視網膜內有大量血管，因此 Notch 信號通路對視網膜內血管的形成發揮重要作用。Dll4 僅在血管內皮細胞中表達，Notch / Dll4 能抑制新生血管的內皮細胞向尖端細胞（ tip cell ）分化。在抑制 Notch 的活性或者敲除 Dll4 的小鼠中，視網膜血管內皮細胞分化后，導致尖端細胞過多生長，進而顯著促進毛細血管網的出芽、分枝以及融合[14-15]。雖然 Notch 信號通路影響視網膜血管形成，但其作用于糖尿病視網膜病變機制并無科學闡釋。本實驗通過免疫組化發現，正常組視網膜組織中 Notch 信號通路成員僅見少量表達，而在糖尿病視網膜病變組織中 Notch 信號通路配體 Dll4 和受體 Notch1 表達增加。Western blot 結果表明，下游基因 Hes1 的蛋白含量在糖尿病視網膜病變組織中較正常組明顯增強。糖尿病視網膜病變發展過程復雜，其中由于高血糖與低氧環境的雙重持續刺激作用，可能會導致 Notch 信號通路被激活，促進其成員 Notch1 和Dll4 以及 Hes1 的合成與釋放得到增多，從而對病變的發生發展起促進作用。

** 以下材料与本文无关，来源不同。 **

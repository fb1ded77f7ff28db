// Integration tests for the worker runtime: monitor, drain and service wired together

use std::future::pending;
use std::sync::atomic::{AtomicUsize, Ordering};
use std::sync::Arc;
use std::time::Duration;
use vigil::ipc::{AlarmChannel, AlarmMessage};
use vigil::worker::{
    run_worker, MemorySample, MemorySampler, ReliefFn, ServiceContext, TerminationKind,
    WorkerMonitor,
};
use vigil::{ClusterConfig, Result, ThresholdConfig, VigilError};

const PID: u32 = 77;

/// Always reports the same resident size
struct FixedSampler(u64);

impl MemorySampler for FixedSampler {
    fn sample(&mut self) -> Result<MemorySample> {
        Ok(MemorySample {
            resident_mb: self.0,
            virtual_mb: self.0 * 2,
        })
    }
}

fn config() -> ClusterConfig {
    ClusterConfig {
        name: "runtime-test".to_string(),
        thresholds: ThresholdConfig::default()
            .with_check_interval_ms(1000)
            .with_shutdown_grace_ms(500),
        ..ClusterConfig::default()
    }
}

fn monitor(config: &ClusterConfig, resident_mb: u64) -> WorkerMonitor {
    WorkerMonitor::new(
        PID,
        config.thresholds.clone(),
        FixedSampler(resident_mb),
        ReliefFn::new(|| Ok(())),
    )
}

async fn wait_for_shutdown(mut ctx: ServiceContext) -> Result<()> {
    ctx.shutdown().await;
    Ok(())
}

async fn count_shutdown(mut ctx: ServiceContext, stops: Arc<AtomicUsize>) -> Result<()> {
    ctx.shutdown().await;
    stops.fetch_add(1, Ordering::SeqCst);
    Ok(())
}

/// Holds its connections forever
async fn ignore_shutdown(ctx: ServiceContext) -> Result<()> {
    let _ctx = ctx;
    pending().await
}

async fn report_then_wait(mut ctx: ServiceContext) -> Result<()> {
    assert_eq!(ctx.pid(), PID);
    assert_eq!(ctx.name(), "runtime-test");
    ctx.report_exception("database connection lost");
    ctx.shutdown().await;
    Ok(())
}

async fn exit_immediately(_ctx: ServiceContext) -> Result<()> {
    Ok(())
}

async fn panic_on_start(_ctx: ServiceContext) -> Result<()> {
    panic!("handler bug")
}

#[tokio::test]
async fn test_terminate_drains_cleanly() {
    let config = config();
    let (mut master, worker) = AlarmChannel::pair();

    master
        .send(AlarmMessage::Terminate { process_id: PID })
        .await
        .unwrap();

    let kind = run_worker(&config, monitor(&config, 100), worker, pending::<()>(), wait_for_shutdown)
        .await
        .unwrap();

    assert_eq!(kind, TerminationKind::Clean);
    // No alarms were raised, and the worker disconnected
    assert_eq!(master.recv().await.unwrap(), None);
}

#[tokio::test]
async fn test_duplicate_and_foreign_terminates_are_absorbed() {
    let config = config();
    let (mut master, worker) = AlarmChannel::pair();
    let stops = Arc::new(AtomicUsize::new(0));

    for process_id in [PID + 1, PID, PID, PID] {
        master
            .send(AlarmMessage::Terminate { process_id })
            .await
            .unwrap();
    }

    let counter = stops.clone();
    let kind = run_worker(
        &config,
        monitor(&config, 100),
        worker,
        pending::<()>(),
        move |ctx| count_shutdown(ctx, counter),
    )
    .await
    .unwrap();

    assert_eq!(kind, TerminationKind::Clean);
    assert_eq!(stops.load(Ordering::SeqCst), 1);
}

#[tokio::test(start_paused = true)]
async fn test_grace_period_forces_termination() {
    let config = config();
    let (mut master, worker) = AlarmChannel::pair();

    master
        .send(AlarmMessage::Terminate { process_id: PID })
        .await
        .unwrap();

    let started = tokio::time::Instant::now();
    let kind = run_worker(
        &config,
        monitor(&config, 100),
        worker,
        pending::<()>(),
        ignore_shutdown,
    )
    .await
    .unwrap();

    assert_eq!(kind, TerminationKind::Forced);
    assert_eq!(started.elapsed(), Duration::from_millis(500));
}

#[tokio::test]
async fn test_memory_alarm_leads_to_drain() {
    let config = config();
    let (mut master, worker) = AlarmChannel::pair();

    let master_side = async move {
        let alarm = master.recv().await.unwrap().unwrap();
        assert_eq!(alarm, AlarmMessage::MemoryAlarm { process_id: PID });

        master
            .send(AlarmMessage::Terminate {
                process_id: alarm.process_id(),
            })
            .await
            .unwrap();
        master
    };

    let (result, _master) = tokio::join!(
        run_worker(&config, monitor(&config, 1800), worker, pending::<()>(), wait_for_shutdown),
        master_side
    );

    assert_eq!(result.unwrap(), TerminationKind::Clean);
}

#[tokio::test]
async fn test_master_disconnect_drains_worker() {
    let config = config();
    let (master, worker) = AlarmChannel::pair();
    drop(master);

    let kind = run_worker(&config, monitor(&config, 100), worker, pending::<()>(), wait_for_shutdown)
        .await
        .unwrap();

    assert_eq!(kind, TerminationKind::Clean);
}

#[tokio::test]
async fn test_stop_signal_drains_worker() {
    let config = config();
    let (_master, worker) = AlarmChannel::pair();

    let kind = run_worker(&config, monitor(&config, 100), worker, async {}, wait_for_shutdown)
        .await
        .unwrap();

    assert_eq!(kind, TerminationKind::Clean);
}

#[tokio::test]
async fn test_reported_exception_raises_alarm() {
    let config = config();
    let (mut master, worker) = AlarmChannel::pair();

    let master_side = async move {
        let alarm = master.recv().await.unwrap().unwrap();
        assert_eq!(alarm, AlarmMessage::ExceptionAlarm { process_id: PID });

        master
            .send(AlarmMessage::Terminate { process_id: PID })
            .await
            .unwrap();
        master
    };

    let (result, _master) = tokio::join!(
        run_worker(&config, monitor(&config, 100), worker, pending::<()>(), report_then_wait),
        master_side
    );

    assert_eq!(result.unwrap(), TerminationKind::Clean);
}

#[tokio::test]
async fn test_service_exiting_early_raises_alarm() {
    let config = config();
    let (mut master, worker) = AlarmChannel::pair();

    let master_side = async move {
        let alarm = master.recv().await.unwrap().unwrap();
        assert_eq!(alarm, AlarmMessage::ExceptionAlarm { process_id: PID });

        master
            .send(AlarmMessage::Terminate { process_id: PID })
            .await
            .unwrap();
        master
    };

    let (result, _master) = tokio::join!(
        run_worker(
            &config,
            monitor(&config, 100),
            worker,
            pending::<()>(),
            exit_immediately
        ),
        master_side
    );

    // Nothing left to drain once terminated
    assert_eq!(result.unwrap(), TerminationKind::Clean);
}

#[tokio::test]
async fn test_panicking_service_raises_alarm() {
    let config = config();
    let (mut master, worker) = AlarmChannel::pair();

    let master_side = async move {
        let alarm = master.recv().await.unwrap().unwrap();
        assert_eq!(alarm, AlarmMessage::ExceptionAlarm { process_id: PID });
        drop(master);
    };

    let (result, _) = tokio::join!(
        run_worker(
            &config,
            monitor(&config, 100),
            worker,
            pending::<()>(),
            panic_on_start
        ),
        master_side
    );

    assert_eq!(result.unwrap(), TerminationKind::Clean);
}

#[tokio::test]
async fn test_invalid_config_is_rejected_before_start() {
    let config = ClusterConfig {
        thresholds: ThresholdConfig::default()
            .with_check_interval_ms(0)
            .with_gc_trigger_fraction(2.0),
        ..config()
    };
    let (_master, worker) = AlarmChannel::pair();
    let started = Arc::new(AtomicUsize::new(0));

    let counter = started.clone();
    let result = run_worker(
        &config,
        monitor(&config, 100),
        worker,
        pending::<()>(),
        move |ctx| {
            counter.fetch_add(1, Ordering::SeqCst);
            wait_for_shutdown(ctx)
        },
    )
    .await;

    assert!(matches!(result, Err(VigilError::ConfigValidationError(_))));
    assert_eq!(started.load(Ordering::SeqCst), 0);
}
use crate::config::ClusterConfig;
use std::time::Duration;
use tokio::time::Instant;

/// Lower bound on the delay before retrying a failed spawn
const MIN_RETRY_DELAY: Duration = Duration::from_secs(1);

/// Respawn backoff policy for dead workers
#[derive(Debug, Clone)]
pub struct RespawnPolicy {
    /// Delay before the first respawn in a quiet window
    pub initial_delay: Duration,
    /// Upper bound of the exponential backoff
    pub max_delay: Duration,
    /// Respawns older than this no longer count towards the backoff
    pub window: Duration,
}

impl RespawnPolicy {
    pub fn from_config(config: &ClusterConfig) -> Self {
        Self {
            initial_delay: config.respawn_delay(),
            max_delay: config.respawn_max_delay(),
            window: config.respawn_window(),
        }
    }

    /// Delay before the next respawn: initial * 2^recent, capped
    pub fn delay(&self, tracker: &RespawnTracker) -> Duration {
        let recent = tracker.count_recent(self.window) as u32;
        let factor = 2_u32.saturating_pow(recent);
        self.initial_delay
            .saturating_mul(factor)
            .min(self.max_delay)
    }

    /// Delay before retrying after a spawn failure
    pub fn retry_delay(&self, tracker: &RespawnTracker) -> Duration {
        self.delay(tracker).max(MIN_RETRY_DELAY)
    }
}

impl Default for RespawnPolicy {
    fn default() -> Self {
        Self::from_config(&ClusterConfig::default())
    }
}

/// Tracks respawn history of the pool
#[derive(Debug, Clone, Default)]
pub struct RespawnTracker {
    respawn_times: Vec<Instant>,
}

impl RespawnTracker {
    pub fn new() -> Self {
        Self::default()
    }

    /// Record a respawn attempt
    pub fn record(&mut self) {
        self.respawn_times.push(Instant::now());
    }

    /// Get the total number of recorded respawns
    pub fn count(&self) -> usize {
        self.respawn_times.len()
    }

    /// Count respawns within the window
    pub fn count_recent(&self, window: Duration) -> usize {
        let now = Instant::now();
        self.respawn_times
            .iter()
            .filter(|&&time| now.duration_since(time) < window)
            .count()
    }

    /// Drop records older than the window
    pub fn prune(&mut self, window: Duration) {
        let now = Instant::now();
        self.respawn_times
            .retain(|&time| now.duration_since(time) < window);
    }
}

本實驗進一步分析了活血解毒方對 Notch 信號通路的影響，結果發現與模型組比較，活血解毒方組降低 Notch1、Dll4、Hes1 的含量，提示活血解毒方改善糖尿病大鼠視網膜病變可能與干預 Notch 信號通路有關。前期課題組曾證實，活血解毒方促進色素上皮衍生因子的水平[16]，抑制了血管內皮生長因子（vascular endothelial growth factor，VEGF）、 血 管 緊 張 素 Ⅱ（angiotensin Ⅱ，AngⅡ）及內皮素-1（Endothelin-1，ET-1）的表達[17]。有文獻報道，腎細胞癌內皮細胞中 VEGF 可增加 Dll4 基因及蛋白水平的表達[18-19]。另外 AngⅡ 刺激小鼠足細胞或血管平滑肌細胞后，可使Notch 通路被激活，Notch1 的活化形式 NICD1 及其下游基因 Hes1 表達增加[20]；而阻斷 AngⅡ 后，Notch 通路則被抑制[21]。至今已經知道的內源性縮血管物質中ET 是最強的，能夠促進血管收縮，加速平滑肌細胞增殖[22]；在星形膠質細胞中，ET-1 可促進 Jagged1 表達，調節 Notch 激活[23]。綜合文獻及本課題組的實驗結果，筆者推測在 DR 的發病發展過程，VEGF、AngⅡ、ET-1 可能通過調控了 Notch 信號通路來影響內皮細胞的增殖或分化，因此導致了新生血管的形成；而活血解毒方可能由于抑制了 VEGF、AngⅡ、ET-1 而阻斷Notch 信號通路，減少了新生血管的生成，從而延緩DR 的進程。但是這種設想仍需進一步實驗驗證。

本實驗闡述了活血解毒方對 Notch 信號通路的作用，有助于揭示活血解毒方的藥理機制，為活血解毒方臨床治療 DR 提供可靠的實驗依據。但是 Notch信號通路的作用機制十分復雜，Notch 信號通路中的Jagged1、 NICD1 與 DR 的關系亟需深入研究，這對闡明 DR 的發病機制，探尋新的治療靶點具有重要意義。